I must not forget the sheep, which have to endure what the
"fantastic blaze" exults in. The damp atmosphere infects
them with a kind of catarrh, and makes them what the
shepherds call "phantom-headed." And they appear to be most
susceptible to all coming changes in the weather - before a
winter storm, for instance, they are seen to become very
nervous.
In the list of living things among which the moorland farmer
lives I have omitted my old friends the dogs, two of which
find a place near him, when his work is over, not far from
the fire. In one of the characteristic letters which I
sometimes receive from my "Yorkshire shepherd" occurs a
passage which I will venture to introduce in this place.
Speaking of a celebrated Scotch dog, he says a photograph
would greatly assist those who wish to study this breed of
Collie: "it would bring symmetry and intelligence together,
as he has a good head.

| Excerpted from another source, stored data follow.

use std::sync::Arc;

use chrono::Utc;
use uuid::Uuid;

use crate::access::{Access, RedirectTarget, ensure_author};
use crate::domain::{
    AuthorRef, Category, Comment, CommentView, Page, PageRequest, Post, PostListing, User,
};
use crate::error::DomainError;
use crate::ports::{
    CategoryRepository, CommentRepository, LocationRepository, PostRepository, UserRepository,
};
use crate::visibility::PostFilter;

use super::input::{CommentInput, PostInput};

/// The repositories the blog reads from and writes to.
#[derive(Clone)]
pub struct Repositories {
    pub users: Arc<dyn UserRepository>,
    pub categories: Arc<dyn CategoryRepository>,
    pub locations: Arc<dyn LocationRepository>,
    pub posts: Arc<dyn PostRepository>,
    pub comments: Arc<dyn CommentRepository>,
}

#[derive(Debug, Clone)]
pub struct CategoryPage {
    pub category: Category,
    pub posts: Page<PostListing>,
}

#[derive(Debug, Clone)]
pub struct ProfilePage {
    pub profile: User,
    pub posts: Page<PostListing>,
}

#[derive(Debug, Clone)]
pub struct PostDetail {
    pub post: PostListing,
    pub comments: Vec<CommentView>,
}

/// Blog use-cases: public listings, post pages and author-only mutations.
pub struct BlogService {
    repos: Repositories,
    per_page: u64,
}

impl BlogService {
    pub fn new(repos: Repositories, per_page: u64) -> Self {
        Self {
            repos,
            per_page: per_page.max(1),
        }
    }

    pub fn repositories(&self) -> &Repositories {
        &self.repos
    }

    fn page(&self, page: u64) -> PageRequest {
        PageRequest::new(page, self.per_page)
    }

    /// Front page: publicly visible posts across all published categories.
    pub async fn index(&self, page: u64) -> Result<Page<PostListing>, DomainError> {
        let filter = PostFilter::published(Utc::now()).with_published_category();
        Ok(self.repos.posts.list(&filter, self.page(page)).await?)
    }

    /// Posts of one published category.
    pub async fn category_posts(&self, slug: &str, page: u64) -> Result<CategoryPage, DomainError> {
        let category = self
            .repos
            .categories
            .find_by_slug(slug)
            .await?
            .filter(|c| c.is_published)
            .ok_or_else(|| DomainError::not_found("category", slug))?;

        let filter = PostFilter::published(Utc::now()).in_category(category.id);
        let posts = self.repos.posts.list(&filter, self.page(page)).await?;

        Ok(CategoryPage { category, posts })
    }

    /// An author's page. The author sees every post of theirs, drafts and
    /// scheduled ones included; everybody else sees the released ones.
    pub async fn profile(
        &self,
        viewer: Option<Uuid>,
        username: &str,
        page: u64,
    ) -> Result<ProfilePage, DomainError> {
        let profile = self
            .repos
            .users
            .find_by_username(username)
            .await?
            .ok_or_else(|| DomainError::not_found("user", username))?;

        let filter = if viewer == Some(profile.id) {
            PostFilter::all().by_author(profile.id)
        } else {
            PostFilter::published(Utc::now()).by_author(profile.id)
        };
        let posts = self.repos.posts.list(&filter, self.page(page)).await?;

        Ok(ProfilePage { profile, posts })
    }

    /// A post with its comments. Hidden posts exist only for their author.
    pub async fn post_detail(
        &self,
        viewer: Option<Uuid>,
        post_id: Uuid,
    ) -> Result<PostDetail, DomainError> {
        let post = self.visible_post(viewer, post_id).await?;
        let comments = self.repos.comments.list_for_post(post_id).await?;

        Ok(PostDetail { post, comments })
    }

    pub async fn create_post(
        &self,
        author_id: Uuid,
        input: PostInput,
    ) -> Result<PostListing, DomainError> {
        input.validate()?;
        self.author(author_id).await?;
        self.check_references(&input).await?;

        let pub_date = input.pub_date.unwrap_or_else(Utc::now);
        let mut post = Post::new(author_id, input.title.clone(), input.text.clone(), pub_date);
        post.category_id = input.category_id;
        post.location_id = input.location_id;
        post.image = input.image();
        post.is_published = input.is_published;

        let post = self.repos.posts.create(post).await?;
        tracing::info!(post_id = %post.id, author_id = %author_id, "Post created");

        self.listing(post.id).await
    }

    /// Edit a post; anyone but the author is sent back to the post page.
    pub async fn update_post(
        &self,
        viewer: Uuid,
        post_id: Uuid,
        input: PostInput,
    ) -> Result<Access<PostListing>, DomainError> {
        let mut post = self.post(post_id).await?;
        if let Err(target) =
            ensure_author(post.author_id, viewer, RedirectTarget::PostDetail(post_id))
        {
            return Ok(Access::Redirect(target));
        }

        input.validate()?;
        self.check_references(&input).await?;

        post.title = input.title.clone();
        post.text = input.text.clone();
        if let Some(pub_date) = input.pub_date {
            post.pub_date = pub_date;
        }
        post.category_id = input.category_id;
        post.location_id = input.location_id;
        post.image = input.image();
        post.is_published = input.is_published;

        self.repos.posts.update(post).await?;
        tracing::info!(post_id = %post_id, "Post updated");

        Ok(Access::Granted(self.listing(post_id).await?))
    }

    /// Delete a post and its comments; anyone but the author is sent to the index.
    pub async fn delete_post(&self, viewer: Uuid, post_id: Uuid) -> Result<Access<()>, DomainError> {
        let post = self.post(post_id).await?;
        if let Err(target) = ensure_author(post.author_id, viewer, RedirectTarget::Index) {
            return Ok(Access::Redirect(target));
        }

        self.repos.posts.delete(post_id).await?;
        tracing::info!(post_id = %post_id, "Post deleted");

        Ok(Access::Granted(()))
    }

    /// Comment on a post the caller is allowed to see.
    pub async fn add_comment(
        &self,
        author_id: Uuid,
        post_id: Uuid,
        input: CommentInput,
    ) -> Result<CommentView, DomainError> {
        input.validate()?;
        let author = self.author(author_id).await?;
        self.visible_post(Some(author_id), post_id).await?;

        let comment = self
            .repos
            .comments
            .create(Comment::new(post_id, author_id, input.text))
            .await?;
        tracing::info!(comment_id = %comment.id, post_id = %post_id, "Comment added");

        Ok(CommentView {
            comment,
            author: AuthorRef::from(&author),
        })
    }

    pub async fn update_comment(
        &self,
        viewer: Uuid,
        post_id: Uuid,
        comment_id: Uuid,
        input: CommentInput,
    ) -> Result<Access<CommentView>, DomainError> {
        let mut comment = self.comment(post_id, comment_id).await?;
        if let Err(target) =
            ensure_author(comment.author_id, viewer, RedirectTarget::PostDetail(post_id))
        {
            return Ok(Access::Redirect(target));
        }

        input.validate()?;
        comment.text = input.text;
        let comment = self.repos.comments.update(comment).await?;
        let author = self.author(viewer).await?;
        tracing::info!(comment_id = %comment_id, "Comment updated");

        Ok(Access::Granted(CommentView {
            comment,
            author: AuthorRef::from(&author),
        }))
    }

    pub async fn delete_comment(
        &self,
        viewer: Uuid,
        post_id: Uuid,
        comment_id: Uuid,
    ) -> Result<Access<()>, DomainError> {
        let comment = self.comment(post_id, comment_id).await?;
        if let Err(target) =
            ensure_author(comment.author_id, viewer, RedirectTarget::PostDetail(post_id))
        {
            return Ok(Access::Redirect(target));
        }

        self.repos.comments.delete(comment_id).await?;
        tracing::info!(comment_id = %comment_id, "Comment deleted");

        Ok(Access::Granted(()))
    }

    async fn post(&self, post_id: Uuid) -> Result<Post, DomainError> {
        self.repos
            .posts
            .find_by_id(post_id)
            .await?
            .ok_or_else(|| DomainError::not_found("post", post_id))
    }

    async fn listing(&self, post_id: Uuid) -> Result<PostListing, DomainError> {
        self.repos
            .posts
            .find_listing(post_id)
            .await?
            .ok_or_else(|| DomainError::not_found("post", post_id))
    }

    async fn visible_post(
        &self,
        viewer: Option<Uuid>,
        post_id: Uuid,
    ) -> Result<PostListing, DomainError> {
        let post = self.listing(post_id).await?;
        let is_author = viewer.is_some_and(|id| post.post.is_authored_by(id));
        if is_author || post.is_public_at(Utc::now()) {
            Ok(post)
        } else {
            Err(DomainError::not_found("post", post_id))
        }
    }

    /// The comment, provided it belongs to `post_id`.
    async fn comment(&self, post_id: Uuid, comment_id: Uuid) -> Result<Comment, DomainError> {
        self.repos
            .comments
            .find_by_id(comment_id)
            .await?
            .filter(|c| c.post_id == post_id)
            .ok_or_else(|| DomainError::not_found("comment", comment_id))
    }

    /// The acting user; a token for a deleted account no longer authorizes anything.
    async fn author(&self, user_id: Uuid) -> Result<User, DomainError> {
        self.repos
            .users
            .find_by_id(user_id)
            .await?
            .ok_or(DomainError::Unauthorized)
    }

    async fn check_references(&self, input: &PostInput) -> Result<(), DomainError> {
        if let Some(category_id) = input.category_id {
            if self.repos.categories.find_by_id(category_id).await?.is_none() {
                return Err(DomainError::Validation(format!(
                    "unknown category {category_id}"
                )));
            }
        }
        if let Some(location_id) = input.location_id {
            if self.repos.locations.find_by_id(location_id).await?.is_none() {
                return Err(DomainError::Validation(format!(
                    "unknown location {location_id}"
                )));
            }
        }
        Ok(())
    }
}
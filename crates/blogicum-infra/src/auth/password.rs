//! Argon2 password hashing implementation.

use argon2::{
    Argon2,
    password_hash::{PasswordHash, PasswordHasher, PasswordVerifier, SaltString, rand_core::OsRng},
};

use blogicum_core::ports::{AuthError, PasswordService};

/// Argon2id password service with the crate's default parameters.
#[derive(Default)]
pub struct Argon2PasswordService {
    argon2: Argon2<'static>,
}

impl Argon2PasswordService {
    pub fn new() -> Self {
        Self::default()
    }
}

impl PasswordService for Argon2PasswordService {
    fn hash(&self, password: &str) -> Result<String, AuthError> {
        let salt = SaltString::generate(&mut OsRng);

        self.argon2
            .hash_password(password.as_bytes(), &salt)
            .map(|h| h.to_string())
            .map_err(|e| AuthError::HashingError(e.to_string()))
    }

    fn verify(&self, password: &str, hash: &str) -> Result<bool, AuthError> {
        let parsed_hash =
            PasswordHash::new(hash).map_err(|e| AuthError::HashingError(e.to_string()))?;

        Ok(self
            .argon2
            .verify_password(password.as_bytes(), &parsed_hash)
            .is_ok())
    }
}

#[cfg(test)]
mod tests {
    use super::*;

    #[test]
    fn test_hash_and_verify() {
        let service = Argon2PasswordService::new();

        let hash = service.hash("correct horse battery").unwrap();

        assert!(service.verify("correct horse battery", &hash).unwrap());
        assert!(!service.verify("wrong horse", &hash).unwrap());
    }

    #[test]
    fn test_same_password_gets_distinct_salts() {
        let service = Argon2PasswordService::new();

        assert_ne!(service.hash("pw").unwrap(), service.hash("pw").unwrap());
    }

    #[test]
    fn test_garbage_hash_is_an_error() {
        let service = Argon2PasswordService::new();

        assert!(matches!(
            service.verify("pw", "not-a-phc-string"),
            Err(AuthError::HashingError(_))
        ));
    }
}
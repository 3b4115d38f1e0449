use chrono::{DateTime, Utc};
use serde::{Deserialize, Serialize};
use uuid::Uuid;

#[derive(Debug, Clone, PartialEq, Serialize, Deserialize)]
pub struct Location {
    pub id: Uuid,
    pub name: String,
    pub is_published: bool,
    pub created_at: DateTime<Utc>,
}

impl Location {
    pub fn new(name: String) -> Self {
        Self {
            id: Uuid::new_v4(),
            name,
            is_published: true,
            created_at: Utc::now(),
        }
    }
}
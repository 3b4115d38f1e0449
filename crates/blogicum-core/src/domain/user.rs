use chrono::{DateTime, Utc};
use serde::{Deserialize, Serialize};
use uuid::Uuid;

/// Longest username the `users` table accepts.
pub const MAX_USERNAME_LENGTH: usize = 150;

/// User entity - an author of posts and comments.
#[derive(Debug, Clone, Serialize, Deserialize)]
pub struct User {
    pub id: Uuid,
    pub username: String,
    pub email: String,
    pub password_hash: String,
    pub created_at: DateTime<Utc>,
    pub updated_at: DateTime<Utc>,
}

impl User {
    /// Create a new user with generated ID and timestamps.
    pub fn new(username: String, email: String, password_hash: String) -> Self {
        let now = Utc::now();
        Self {
            id: Uuid::new_v4(),
            username,
            email,
            password_hash,
            created_at: now,
            updated_at: now,
        }
    }
}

The late Duke of Wellington, I have
been told, used to say that he liked to see a man with a
long head - it bespoke a long memory, and I quite think so
in sheep-dogs. I am sorry to say that many of the dogs we
have lack that propensity, although they are descendants of
the dog Rik, whose offspring were kept in this
neighbourhood, and were so highly esteemed that they had
them stuffed and put into a glass case (of course, after
they were dead); but I think we have not many here that
merit that bestowal." I am not quite sure whether my friend
means the phrase in parenthesis for a joke, or to correct
any suspicion I might have that the dogs were killed before
time in order that they might be conveniently stuffed.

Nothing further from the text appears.